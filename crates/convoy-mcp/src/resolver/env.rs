//! Environment access (injectable for testing).

use std::ffi::OsString;

/// Read access to environment variables.
pub trait EnvProvider {
    /// Get one variable.
    fn get(&self, key: &str) -> Option<OsString>;

    /// Snapshot of all UTF-8 variables; the base layer for child environments.
    fn vars(&self) -> Vec<(String, String)>;
}

/// Reads the real process environment.
pub struct SystemEnv;

impl EnvProvider for SystemEnv {
    fn get(&self, key: &str) -> Option<OsString> {
        std::env::var_os(key)
    }

    fn vars(&self) -> Vec<(String, String)> {
        std::env::vars_os()
            .filter_map(|(k, v)| Some((k.into_string().ok()?, v.into_string().ok()?)))
            .collect()
    }
}

#[cfg(test)]
#[derive(Default)]
pub struct MockEnv {
    vars: std::collections::BTreeMap<String, String>,
}

#[cfg(test)]
impl MockEnv {
    pub fn new() -> Self {
        Self::default()
    }

    #[must_use]
    pub fn with_var(mut self, key: impl Into<String>, value: impl Into<String>) -> Self {
        self.vars.insert(key.into(), value.into());
        self
    }
}

#[cfg(test)]
impl EnvProvider for MockEnv {
    fn get(&self, key: &str) -> Option<OsString> {
        self.vars.get(key).map(OsString::from)
    }

    fn vars(&self) -> Vec<(String, String)> {
        self.vars.clone().into_iter().collect()
    }
}
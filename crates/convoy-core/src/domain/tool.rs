//! Tool descriptors.
//!
//! `Tool` is what adapters see; `ServerTool` additionally records which
//! tool server owns the tool and never leaves the core/mcp boundary.

use serde::{Deserialize, Serialize};

use super::chat::function_type;

/// Tool definition for function calling (OpenAI-compatible).
#[derive(Debug, Clone, PartialEq, Serialize, Deserialize)]
pub struct Tool {
    /// Tool type - always "function".
    #[serde(default = "function_type")]
    pub r#type: String,
    /// Function definition.
    pub function: FunctionDefinition,
}

/// Function definition within a tool.
#[derive(Debug, Clone, PartialEq, Serialize, Deserialize)]
pub struct FunctionDefinition {
    /// Function name.
    pub name: String,
    /// Description of what the function does.
    #[serde(default, skip_serializing_if = "Option::is_none")]
    pub description: Option<String>,
    /// JSON Schema for function parameters.
    #[serde(default = "empty_object_schema")]
    pub parameters: serde_json::Value,
}

fn empty_object_schema() -> serde_json::Value {
    serde_json::json!({ "type": "object", "properties": {} })
}

impl Tool {
    /// Create a function tool with an empty object schema.
    pub fn new(name: impl Into<String>) -> Self {
        Self {
            r#type: function_type(),
            function: FunctionDefinition {
                name: name.into(),
                description: None,
                parameters: empty_object_schema(),
            },
        }
    }

    /// Set the description.
    #[must_use]
    pub fn with_description(mut self, desc: impl Into<String>) -> Self {
        self.function.description = Some(desc.into());
        self
    }

    /// Set the parameter schema. `null` schemas fall back to an empty object.
    #[must_use]
    pub fn with_parameters(mut self, schema: serde_json::Value) -> Self {
        self.function.parameters = if schema.is_null() {
            empty_object_schema()
        } else {
            schema
        };
        self
    }

    /// Function name.
    pub fn name(&self) -> &str {
        &self.function.name
    }

    /// Description, or the empty string.
    pub fn description(&self) -> &str {
        self.function.description.as_deref().unwrap_or_default()
    }
}

/// A tool tagged with the id of the server that exposes it.
#[derive(Debug, Clone, PartialEq, Serialize, Deserialize)]
#[serde(rename_all = "camelCase")]
pub struct ServerTool {
    pub server_id: String,
    #[serde(flatten)]
    pub tool: Tool,
}

impl ServerTool {
    pub fn new(server_id: impl Into<String>, tool: Tool) -> Self {
        Self {
            server_id: server_id.into(),
            tool,
        }
    }

    /// Function name.
    pub fn name(&self) -> &str {
        self.tool.name()
    }

    /// Drop the server tag.
    pub fn into_tool(self) -> Tool {
        self.tool
    }
}
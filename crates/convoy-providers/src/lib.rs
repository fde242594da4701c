//! LLM provider adapters for convoy.
//!
//! Each backend lives in its own module with its wire types kept private.
//! [`ProviderFactory`] validates a [`convoy_core::ProviderConfig`] and
//! returns a [`Provider`], which implements [`convoy_core::ProviderAdapter`].
#![deny(unsafe_code)]
#![deny(unused_crate_dependencies)]

pub mod claude;
mod factory;
pub mod gemini;
mod http;
pub mod litellm;
pub mod ollama;
pub mod openai;
pub mod responses;

#[cfg(test)]
mod testing;

pub use claude::ClaudeAdapter;
pub use factory::{Provider, ProviderFactory};
pub use gemini::{GeminiAdapter, sanitize_schema};
pub use http::describe_status;
pub use litellm::LiteLlmAdapter;
pub use ollama::OllamaAdapter;
pub use openai::OpenAiAdapter;
pub use responses::{McpToolDescriptor, ResponsesAdapter};
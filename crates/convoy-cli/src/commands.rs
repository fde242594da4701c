//! Available subcommands.

use clap::Subcommand;

#[derive(Subcommand)]
pub enum Commands {
    /// Ask a question; the model may call tools once before answering
    Ask {
        /// The question to send
        prompt: String,
        /// Only offer tools from these server ids (comma separated)
        #[arg(long, value_delimiter = ',', conflicts_with = "no_tools")]
        servers: Option<Vec<String>>,
        /// Offer no tools at all
        #[arg(long)]
        no_tools: bool,
        /// Print the full result as JSON
        #[arg(long)]
        json: bool,
    },

    /// List the tools exposed by configured servers
    Tools {
        /// Print as JSON
        #[arg(long)]
        json: bool,
    },

    /// Show provider connectivity and tool server status
    Status {
        /// Print as JSON
        #[arg(long)]
        json: bool,
    },
}

/// Resolve the server filter for `ask`: `None` means every server.
pub fn enabled_servers(servers: Option<Vec<String>>, no_tools: bool) -> Option<Vec<String>> {
    if no_tools { Some(Vec::new()) } else { servers }
}
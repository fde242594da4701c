//! Tool server client port.
//!
//! This is the consumed capability of an MCP client: connect to a server,
//! list its tools, and call one. `convoy-mcp` provides the JSON-RPC
//! implementation; tests substitute their own.

use std::sync::Arc;

use async_trait::async_trait;
use serde::{Deserialize, Serialize};
use serde_json::{Map, Value};
use thiserror::Error;

use crate::domain::{ServerConfig, Tool};

/// Errors that can occur during tool server client operations.
#[derive(Debug, Error)]
pub enum McpClientError {
    #[error("Failed to spawn MCP server process: {0}")]
    SpawnFailed(String),

    #[error("Failed to communicate with MCP server: {0}")]
    IoError(#[from] std::io::Error),

    #[error("JSON serialization error: {0}")]
    JsonError(#[from] serde_json::Error),

    #[error("HTTP transport error: {0}")]
    Http(String),

    #[error("MCP protocol error: {0}")]
    ProtocolError(String),

    #[error("Timeout waiting for MCP server response")]
    Timeout,

    #[error("MCP server returned error: code={code}, message={message}")]
    ServerError { code: i64, message: String },

    #[error("Server not connected")]
    NotConnected,

    #[error("Invalid server configuration: {0}")]
    InvalidConfig(String),
}

/// Tool definition as listed by an MCP server (`tools/list`).
#[derive(Debug, Clone, PartialEq, Serialize, Deserialize)]
pub struct McpTool {
    pub name: String,
    #[serde(default, skip_serializing_if = "Option::is_none")]
    pub description: Option<String>,
    #[serde(default, rename = "inputSchema", skip_serializing_if = "Option::is_none")]
    pub input_schema: Option<Value>,
}

impl McpTool {
    pub fn new(name: impl Into<String>) -> Self {
        Self {
            name: name.into(),
            description: None,
            input_schema: None,
        }
    }

    #[must_use]
    pub fn with_description(mut self, desc: impl Into<String>) -> Self {
        self.description = Some(desc.into());
        self
    }

    #[must_use]
    pub fn with_input_schema(mut self, schema: Value) -> Self {
        self.input_schema = Some(schema);
        self
    }

    /// Convert into the function-tool shape offered to providers.
    pub fn into_tool(self) -> Tool {
        let mut tool = Tool::new(self.name);
        if let Some(desc) = self.description {
            tool = tool.with_description(desc);
        }
        tool.with_parameters(self.input_schema.unwrap_or(Value::Null))
    }
}

/// Result of `tools/call`.
///
/// `content` is kept as raw JSON: servers return an array of content
/// blocks, but some return a plain string or an arbitrary object.
#[derive(Debug, Clone, PartialEq, Serialize, Deserialize)]
pub struct CallToolResult {
    #[serde(default)]
    pub content: Value,
    #[serde(default, rename = "isError")]
    pub is_error: bool,
}

impl CallToolResult {
    /// A successful single text block result.
    pub fn text(text: impl Into<String>) -> Self {
        Self {
            content: serde_json::json!([{ "type": "text", "text": text.into() }]),
            is_error: false,
        }
    }
}

/// A connected tool server session.
#[async_trait]
pub trait ToolServerClient: Send + Sync {
    /// List the tools the server exposes.
    async fn list_tools(&self) -> Result<Vec<McpTool>, McpClientError>;

    /// Invoke a tool with already-parsed JSON arguments.
    async fn call_tool(
        &self,
        name: &str,
        arguments: Map<String, Value>,
    ) -> Result<CallToolResult, McpClientError>;

    /// Tear the session down (kills stdio children). Default: nothing to do.
    async fn disconnect(&self) {}
}

/// Factory that opens a session for one server configuration.
#[async_trait]
pub trait ToolServerConnector: Send + Sync {
    async fn connect(
        &self,
        config: &ServerConfig,
    ) -> Result<Arc<dyn ToolServerClient>, McpClientError>;
}
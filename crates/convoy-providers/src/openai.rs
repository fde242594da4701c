//! OpenAI-compatible chat completions adapter.
//!
//! The internal chat contract already is the chat-completions format, so
//! translation here is mostly framing: model, messages, tools.

use async_trait::async_trait;
use convoy_core::{
    ChatChoice, ChatMessage, ChatResponse, ConnectionTest, ProviderAdapter, ProviderError,
    ProviderType, Tool, Usage,
};
use reqwest::RequestBuilder;
use serde::{Deserialize, Serialize};
use serde_json::Value;

use crate::http::{probe, send_json};

/// Wire request for `POST /chat/completions`.
#[derive(Debug, Serialize)]
pub(crate) struct ChatCompletionRequest<'a> {
    model: &'a str,
    messages: &'a [ChatMessage],
    #[serde(skip_serializing_if = "Option::is_none")]
    tools: Option<&'a [Tool]>,
    #[serde(skip_serializing_if = "Option::is_none")]
    tool_choice: Option<&'static str>,
}

/// Wire response from `POST /chat/completions`.
#[derive(Debug, Deserialize)]
pub(crate) struct ChatCompletionResponse {
    #[serde(default)]
    choices: Vec<ChatChoice>,
    #[serde(default)]
    usage: Option<WireUsage>,
}

#[derive(Debug, Deserialize)]
struct WireUsage {
    #[serde(default)]
    prompt_tokens: u32,
    #[serde(default)]
    completion_tokens: u32,
}

pub(crate) fn format_request<'a>(
    model: &'a str,
    messages: &'a [ChatMessage],
    tools: Option<&'a [Tool]>,
) -> ChatCompletionRequest<'a> {
    let tools = tools.filter(|t| !t.is_empty());
    ChatCompletionRequest {
        model,
        messages,
        tools,
        tool_choice: tools.map(|_| "auto"),
    }
}

pub(crate) fn parse_response(
    provider: ProviderType,
    response: ChatCompletionResponse,
) -> Result<ChatResponse, ProviderError> {
    if response.choices.is_empty() {
        return Err(ProviderError::invalid_response(
            provider,
            "response contained no choices",
        ));
    }

    let choices = response
        .choices
        .into_iter()
        .map(|mut choice| {
            // Some backends send `tool_calls: []`, or text alongside calls.
            if choice.message.has_tool_calls() {
                choice.message.content = None;
            } else {
                choice.message.tool_calls = None;
            }
            choice
        })
        .collect();

    Ok(ChatResponse {
        choices,
        usage: response
            .usage
            .map(|u| Usage::new(u.prompt_tokens, u.completion_tokens)),
        provider_tool_calls: Vec::new(),
    })
}

/// Model ids from an OpenAI-style `GET /models` body.
pub(crate) fn model_ids(body: &Value) -> Option<Vec<String>> {
    let data = body.get("data")?.as_array()?;
    Some(
        data.iter()
            .filter_map(|m| m.get("id").and_then(Value::as_str).map(String::from))
            .collect(),
    )
}

/// Adapter for OpenAI and any server speaking its chat-completions API.
pub struct OpenAiAdapter {
    http: reqwest::Client,
    base_url: String,
    api_key: String,
    model: String,
}

impl OpenAiAdapter {
    pub fn new(base_url: impl Into<String>, api_key: impl Into<String>, model: impl Into<String>) -> Self {
        Self {
            http: reqwest::Client::new(),
            base_url: base_url.into(),
            api_key: api_key.into(),
            model: model.into(),
        }
    }

    fn headers(&self, request: RequestBuilder) -> RequestBuilder {
        request.bearer_auth(&self.api_key)
    }
}

#[async_trait]
impl ProviderAdapter for OpenAiAdapter {
    fn provider_type(&self) -> ProviderType {
        ProviderType::OpenAi
    }

    fn model(&self) -> &str {
        &self.model
    }

    async fn send_message(
        &self,
        messages: &[ChatMessage],
        tools: Option<&[Tool]>,
    ) -> Result<ChatResponse, ProviderError> {
        let body = format_request(&self.model, messages, tools);
        tracing::debug!(
            model = %self.model,
            message_count = messages.len(),
            tool_count = body.tools.map_or(0, <[Tool]>::len),
            "Sending chat completion"
        );

        let request = self
            .headers(self.http.post(format!("{}/chat/completions", self.base_url)))
            .json(&body);
        let response = send_json(ProviderType::OpenAi, request).await?;
        parse_response(ProviderType::OpenAi, response)
    }

    async fn test_connection(&self) -> ConnectionTest {
        let request = self.headers(self.http.get(format!("{}/models", self.base_url)));
        probe(request, model_ids).await
    }
}

#[cfg(test)]
mod tests {
    use super::*;
    use crate::testing::StubServer;
    use axum::http::StatusCode;
    use convoy_core::ToolCall;
    use serde_json::json;

    fn completion(message: Value) -> Value {
        json!({
            "id": "chatcmpl-1",
            "object": "chat.completion",
            "choices": [{"index": 0, "message": message, "finish_reason": "stop"}],
            "usage": {"prompt_tokens": 12, "completion_tokens": 3, "total_tokens": 15}
        })
    }

    #[test]
    fn test_format_request_omits_empty_tools() {
        let messages = vec![ChatMessage::user("hi")];
        let body = serde_json::to_value(format_request("gpt-4o", &messages, Some(&[]))).unwrap();
        assert!(body.get("tools").is_none());
        assert!(body.get("tool_choice").is_none());
        assert_eq!(body["messages"][0]["role"], "user");
    }

    #[tokio::test]
    async fn test_send_message_round_trip() {
        let stub = StubServer::start().await;
        stub.respond(
            "/v1/chat/completions",
            StatusCode::OK,
            completion(json!({"role": "assistant", "content": "Hello!"})),
        );
        let adapter = OpenAiAdapter::new(format!("{}/v1", stub.base_url), "sk-test", "gpt-4o");

        let tools = vec![Tool::new("echo").with_description("Echo")];
        let response = adapter
            .send_message(&[ChatMessage::user("Hi")], Some(&tools))
            .await
            .unwrap();
        assert_eq!(response.reply_text(), "Hello!");
        assert_eq!(response.usage.unwrap().total_tokens, 15);

        let request = stub.last_request();
        assert_eq!(request.header("authorization"), Some("Bearer sk-test"));
        assert_eq!(request.body["model"], "gpt-4o");
        assert_eq!(request.body["tools"][0]["type"], "function");
        assert_eq!(request.body["tools"][0]["function"]["name"], "echo");
        assert_eq!(request.body["tool_choice"], "auto");
    }

    #[tokio::test]
    async fn test_tool_calls_parsed_with_null_content() {
        let stub = StubServer::start().await;
        stub.respond(
            "/chat/completions",
            StatusCode::OK,
            completion(json!({
                "role": "assistant",
                "content": "",
                "tool_calls": [{"id": "call_1", "type": "function", "function": {"name": "add", "arguments": "{\"a\":1}"}}]
            })),
        );
        let adapter = OpenAiAdapter::new(stub.base_url.clone(), "k", "m");
        let response = adapter.send_message(&[ChatMessage::user("add")], None).await.unwrap();

        assert_eq!(response.tool_calls(), &[ToolCall::new("call_1", "add", "{\"a\":1}")]);
        assert!(response.message().unwrap().content.is_none());
    }

    #[tokio::test]
    async fn test_error_status_truncated() {
        let stub = StubServer::start().await;
        stub.respond(
            "/chat/completions",
            StatusCode::INTERNAL_SERVER_ERROR,
            json!({"error": "x".repeat(2000)}),
        );
        let adapter = OpenAiAdapter::new(stub.base_url.clone(), "k", "m");
        match adapter.send_message(&[ChatMessage::user("hi")], None).await {
            Err(ProviderError::Status { status, body, .. }) => {
                assert_eq!(status, 500);
                assert!(body.chars().count() <= convoy_core::ports::ERROR_BODY_LIMIT + 3);
            }
            other => panic!("expected status error, got {other:?}"),
        }
    }

    #[tokio::test]
    async fn test_connection_lists_models() {
        let stub = StubServer::start().await;
        stub.respond(
            "/models",
            StatusCode::OK,
            json!({"data": [{"id": "gpt-4o"}, {"id": "gpt-4o-mini"}]}),
        );
        let adapter = OpenAiAdapter::new(stub.base_url.clone(), "k", "gpt-4o");
        let result = adapter.test_connection().await;
        assert!(result.connected);
        assert_eq!(result.models.unwrap(), vec!["gpt-4o", "gpt-4o-mini"]);
    }

    #[tokio::test]
    async fn test_connection_invalid_key() {
        let stub = StubServer::start().await;
        stub.respond("/models", StatusCode::UNAUTHORIZED, json!({"error": "bad key"}));
        let adapter = OpenAiAdapter::new(stub.base_url.clone(), "nope", "gpt-4o");
        let result = adapter.test_connection().await;
        assert!(!result.connected);
        assert_eq!(result.error.as_deref(), Some("Invalid API key"));
    }
}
----
What to produce: Using the listing above, state how many lines contain the string "ToolCall". Give the number by itself.

Solved problem: 2